Massimo Introvigne
Uno dei grandi temi del dibattito politico riguarda l’imprevista esplosione della capacità di esportazione del capitalismo cinese, causa non ultima delle difficoltà della nostra economia. Anche l’Unione Europea continua a trattare su quote e rinvii, pur consapevole delle difficoltà che queste proposte incontrano a causa dei vincoli internazionali. Tuttavia, c’è un piano non velleitario né utopistico su cui il problema Cina potrebbe essere affrontato con un taglio nuovo.
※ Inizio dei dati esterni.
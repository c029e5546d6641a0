//! Test fixtures: raw feed records and profile pages.

use invoice_core::RawSession;

/// Dashboard page of a student funded by a third party.
pub const FINANCED_PAGE: &str = r#"<html><body><div class="mentorshipStudent__details oc-typography-body1">
<p>
Financé par un tiers
</p></div></body></html>"#;

/// Dashboard page of a self-funded student.
pub const AUTO_FINANCED_PAGE: &str = r#"<html><body><div class="mentorshipStudent__details oc-typography-body1">
<p>
Auto-financé
</p></div></body></html>"#;

/// Page without the financing details node.
pub const BROKEN_PAGE: &str = "<html><body><h1>Maintenance</h1></body></html>";

/// A completed level 1 mentoring session.
pub fn session(id: u64, date: &str, student_id: u64, name: &str) -> serde_json::Value {
    session_with(id, date, student_id, name, 1, "completed")
}

/// A mentoring session with an explicit level and status.
pub fn session_with(
    id: u64,
    date: &str,
    student_id: u64,
    name: &str,
    level: u8,
    status: &str,
) -> serde_json::Value {
    serde_json::json!({
        "id": id,
        "sessionDate": date,
        "recipient": { "id": student_id, "displayableName": name },
        "projectLevel": level.to_string(),
        "status": status,
        "type": "mentoring"
    })
}

/// A final-defense session.
pub fn presentation(id: u64, date: &str, student_id: u64, name: &str, level: u8) -> serde_json::Value {
    serde_json::json!({
        "id": id,
        "sessionDate": date,
        "recipient": { "id": student_id, "displayableName": name },
        "projectLevel": level.to_string(),
        "status": "completed",
        "type": "presentation"
    })
}

/// A session whose recipient carries no display name.
pub fn anonymous_session(id: u64, date: &str, student_id: u64) -> serde_json::Value {
    serde_json::json!({
        "id": id,
        "sessionDate": date,
        "recipient": { "id": student_id },
        "projectLevel": "1",
        "status": "completed",
        "type": "mentoring"
    })
}

/// Decodes a fixture into the feed's wire type.
pub fn raw(value: serde_json::Value) -> RawSession {
    serde_json::from_value(value).expect("fixture must match the feed format")
}

/// A month of sessions for three students, plus its neighbours.
///
/// June 2021: Alice (1) has three level 1 sessions including an absence,
/// Bob (2) two level 2 sessions and a level 3 presentation, Chloe (3) one
/// pending level 3 session. May and July sessions sit on both sides.
pub fn june_history() -> Vec<serde_json::Value> {
    vec![
        session(100, "2021-05-28T09:00:00+0000", 1, "Alice Martin"),
        session(101, "2021-05-31T23:30:00+0000", 4, "Dan Old"),
        session(1, "2021-06-01T08:00:00+0000", 1, "Alice Martin"),
        session_with(2, "2021-06-03T14:30:00+0000", 2, "Bob Durand", 2, "completed"),
        session_with(3, "2021-06-08T10:00:00+0000", 1, "Alice Martin", 1, "marked as absent"),
        session_with(4, "2021-06-10T16:00:00+0000", 2, "Bob Durand", 2, "completed"),
        presentation(5, "2021-06-15T09:00:00+0000", 2, "Bob Durand", 3),
        session(6, "2021-06-22T11:00:00+0000", 1, "Alice Martin"),
        session_with(7, "2021-06-29T17:00:00+0000", 3, "Chloe Petit", 3, "pending"),
        session(200, "2021-07-01T00:00:00+0000", 1, "Alice Martin"),
        session(201, "2021-07-05T10:00:00+0000", 5, "Eve Future"),
    ]
}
Nel capitalismo cinese a successi straordinari si accompagnano tragedie come quella del lavoro minorile ad alto ritmo e del numero più alto del mondo di incidenti sul lavoro, spesso mortali. Una buona percentuale della popolazione ha un reddito sotto la soglia di sopravvivenza (un dollaro al giorno) fissata dal Fondo Monetario Internazionale; la disoccupazione reale è probabilmente al 20%; il numero di suicidi è altissimo e l’aspettativa di vita bassa perché non esiste più un’assistenza medica gratuita e molti si scontrano con il duro rifiuto degli ospedali di curare chi non può pagare.
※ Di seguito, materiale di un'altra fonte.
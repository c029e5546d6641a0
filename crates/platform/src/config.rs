//! Platform client configuration.

use invoice_core::{Error, Result, StudentId};
use serde::{Deserialize, Serialize};
use std::fmt;
use std::path::PathBuf;
use url::Url;

/// Platform endpoints and HTTP behaviour.
#[derive(Debug, Clone, Serialize, Deserialize)]
pub struct PlatformConfig {
    /// Website base URL (login and HTML pages)
    #[serde(default = "default_base_url")]
    pub base_url: String,
    /// JSON API base URL
    #[serde(default = "default_api_base_url")]
    pub api_base_url: String,
    /// Where the bearer token and cookies are cached between runs
    #[serde(default = "default_token_cache_path")]
    pub token_cache_path: PathBuf,
    /// Request timeout in seconds
    #[serde(default = "default_request_timeout_secs")]
    pub request_timeout_secs: u64,
    /// Retries on 429 responses
    #[serde(default = "default_max_retries")]
    pub max_retries: u32,
    /// Linear backoff step between retries in milliseconds
    #[serde(default = "default_retry_backoff_ms")]
    pub retry_backoff_ms: u64,
    #[serde(default = "default_user_agent")]
    pub user_agent: String,
    /// Feed perspective, the mentor side of sessions
    #[serde(default = "default_actor")]
    pub actor: String,
}

fn default_base_url() -> String {
    "https://openclassrooms.com".to_string()
}

fn default_api_base_url() -> String {
    "https://api.openclassrooms.com".to_string()
}

fn default_token_cache_path() -> PathBuf {
    PathBuf::from("token.json")
}

fn default_request_timeout_secs() -> u64 {
    30
}

fn default_max_retries() -> u32 {
    3
}

fn default_retry_backoff_ms() -> u64 {
    500
}

fn default_user_agent() -> String {
    "Google Chrome".to_string()
}

fn default_actor() -> String {
    "expert".to_string()
}

impl Default for PlatformConfig {
    fn default() -> Self {
        Self {
            base_url: default_base_url(),
            api_base_url: default_api_base_url(),
            token_cache_path: default_token_cache_path(),
            request_timeout_secs: default_request_timeout_secs(),
            max_retries: default_max_retries(),
            retry_backoff_ms: default_retry_backoff_ms(),
            user_agent: default_user_agent(),
            actor: default_actor(),
        }
    }
}

impl PlatformConfig {
    /// Checks that both base URLs parse.
    pub fn validate(&self) -> Result<()> {
        for (name, value) in [("base_url", &self.base_url), ("api_base_url", &self.api_base_url)] {
            Url::parse(value).map_err(|e| Error::config(format!("invalid {name} {value:?}: {e}")))?;
        }
        Ok(())
    }

    pub fn base(&self) -> Result<Url> {
        Url::parse(&self.base_url).map_err(|e| Error::config(format!("invalid base_url: {e}")))
    }

    pub fn csrf_url(&self) -> String {
        format!("{}/login_ajax", self.base_url.trim_end_matches('/'))
    }

    pub fn login_url(&self) -> String {
        format!("{}/login_check", self.base_url.trim_end_matches('/'))
    }

    pub fn me_url(&self) -> String {
        format!("{}/me", self.api_base_url.trim_end_matches('/'))
    }

    pub fn sessions_url(&self, user_id: &str) -> String {
        format!(
            "{}/users/{}/sessions",
            self.api_base_url.trim_end_matches('/'),
            user_id
        )
    }

    pub fn student_url(&self, student_id: &StudentId) -> String {
        format!(
            "{}/fr/mentorship/students/{}/dashboard",
            self.base_url.trim_end_matches('/'),
            student_id
        )
    }
}

/// Mentor login.
#[derive(Clone, Serialize, Deserialize)]
pub struct Credentials {
    pub username: String,
    pub password: String,
}

impl Credentials {
    pub fn new(username: impl Into<String>, password: impl Into<String>) -> Self {
        Self {
            username: username.into(),
            password: password.into(),
        }
    }

    /// Reads `OC_USERNAME` and `OC_PASSWORD`. Both must be set and non-empty.
    pub fn from_env() -> Option<Self> {
        let username = std::env::var("OC_USERNAME").ok().filter(|v| !v.is_empty())?;
        let password = std::env::var("OC_PASSWORD").ok().filter(|v| !v.is_empty())?;
        Some(Self { username, password })
    }
}

impl fmt::Debug for Credentials {
    fn fmt(&self, f: &mut fmt::Formatter<'_>) -> fmt::Result {
        f.debug_struct("Credentials")
            .field("username", &self.username)
            .field("password", &"<redacted>")
            .finish()
    }
}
Molti in Cina rispondono che il loro capitalismo si ispira al modello statunitense, certo diverso da quello europeo: ma in America un tessuto di leggi (molto carente in Cina) garantisce i diritti sociali, e in tanti settori – anzitutto quello sanitario – svolgono un’attività di supplenza le religioni e le Chiese. Si arriva così al punto dolente della situazione cinese: l’assenza di libertà religiosa. Certo, il programma maoista di eliminazione totale della religione è fallito. Ma le limitazioni alla libera pratica della religione continuano.
Forse si devono cominciare a esaminare insieme le tre dimensioni del problema Cina: economica, sociale e religiosa. L’errore di molti occidentali consiste spesso nel separarle. Così a chi ha giustamente fretta di difendere i sacerdoti cattolici incarcerati spesso sembra una perdita di tempo parlare di economia, mentre a chi si preoccupa per l’invasione del tessile cinese in Italia quelli della libertà religiosa o dei diritti sociali appaiono problemi da idealisti. Non è così.
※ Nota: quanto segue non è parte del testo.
use crate::error::PofError;
use crate::pof_header::PofHeader;

/// POF Message
///
/// Version-agnostic API for handling POF messages at the byte-buffer level.
pub trait PofMessage: Sized {
    /// Return the byte-size of a `PofMessage`.
    fn size_of(msg: &Self) -> usize;
    /// Create a `PofHeader` for the given transaction id and message.
    /// The header's length field is 16 bits wide; a message bigger than
    /// that wraps, since the wire format has no wider length to offer.
    fn header_of(xid: u32, msg: &Self) -> PofHeader;
    /// Return a marshaled buffer containing a POF header and the message
    /// `msg`. The given `xid` is used as-is.
    fn marshal(xid: u32, msg: Self) -> Result<Vec<u8>, PofError>;
    /// Returns a pair `(u32, PofMessage)` of the transaction id and message
    /// parsed from the given POF header `header`, and buffer `buf`.
    fn parse(header: &PofHeader, buf: &[u8]) -> Result<(u32, Self), PofError>;
}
La strategia degli Stati Uniti, diversa da quella europea, mostra che solo picchiando là dove fa male – cioè organizzando puntuali campagne sulla situazione dei diritti umani e della libertà religiosa in Cina – si crea un clima che costringe i cinesi a fare concessioni anche là dove sono loro i più forti, cioè nell’economia delle esportazioni.
Non si tratta dunque di cessare i rapporti con la Cina (una prospettiva suicida sul piano economico e commerciale, e oggi del tutto irrealistica) ma di muoversi sul piano internazionale della richiesta di limiti all’esportazione cinese senza mai disgiungere le richieste italiane ed europee da rivendicazioni etiche.
Il trattamento dei prodotti cinesi dovrebbe dipendere da come la Cina – o le singole aziende cinesi, dal momento che lo stile diverso con cui operano, per esempio, molte aziende italiane che hanno aperto fabbriche in Cina dovrebbe essere riconosciuto e “premiato” – trattano i loro lavoratori, e non solo sul posto di lavoro ma anche in piazza e in chiesa.
Proporre un “dazio etico” sui prodotti cinesi offrirebbe anche al governo italiano un’occasione di rispondere al problema Cina su un piano non semplicemente tecnico, ma di principio, insistendo come è giusto e doveroso su quella dimensione etica della globalizzazione su cui da tempo attira l’attenzione Papa Benedetto XVI.